__WHAT IS NEEDED__. Below are entries; output exactly the lines from the one with "pub(crate) struct RunCommand" to the one with "pub(crate) struct ListCommand", both included, and nothing else.

(Data entries)
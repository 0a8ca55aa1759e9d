//! Command-line interface definitions for the `kola` binary.
//!
//! This module centralises the clap parser structures so both the main binary
//! and the build script can reuse them when generating the manual page.

use clap::Parser;

/// Top-level CLI for the `kola` binary.
#[derive(Debug, Parser)]
#[command(
    name = "kola",
    about = "Run integration tests against short-lived cloud machines",
    arg_required_else_help = true
)]
pub(crate) enum Cli {
    /// Run the selected tests and write a JSON report.
    #[command(name = "run", about = "Run the selected tests and write a JSON report")]
    Run(RunCommand),
    /// List the registered tests.
    #[command(name = "list", about = "List the registered tests")]
    List(ListCommand),
}

/// Arguments for the `kola run` subcommand.
#[derive(Debug, Parser)]
pub(crate) struct RunCommand {
    /// Only run tests whose name contains PATTERN. Repeat to require several.
    #[arg(long, value_name = "PATTERN")]
    pub(crate) include: Vec<String>,
    /// Skip tests whose name contains PATTERN.
    #[arg(long, value_name = "PATTERN")]
    pub(crate) exclude: Vec<String>,
    /// Override the number of tests running at once.
    #[arg(long, value_name = "N")]
    pub(crate) parallel: Option<usize>,
    /// Log debug records.
    #[arg(long)]
    pub(crate) debug: bool,
}

/// Arguments for the `kola list` subcommand.
#[derive(Debug, Parser)]
pub(crate) struct ListCommand {
    /// Only list tests that run on PLATFORM.
    #[arg(long, value_name = "PLATFORM")]
    pub(crate) platform: Option<String>,
}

__SOLVED PROBLEM__.
pub(crate) struct RunCommand {
    /// Only run tests whose name contains PATTERN. Repeat to require several.
    #[arg(long, value_name = "PATTERN")]
    pub(crate) include: Vec<String>,
    /// Skip tests whose name contains PATTERN.
    #[arg(long, value_name = "PATTERN")]
    pub(crate) exclude: Vec<String>,
    /// Override the number of tests running at once.
    #[arg(long, value_name = "N")]
    pub(crate) parallel: Option<usize>,
    /// Log debug records.
    #[arg(long)]
    pub(crate) debug: bool,
}

/// Arguments for the `kola list` subcommand.
#[derive(Debug, Parser)]
pub(crate) struct ListCommand {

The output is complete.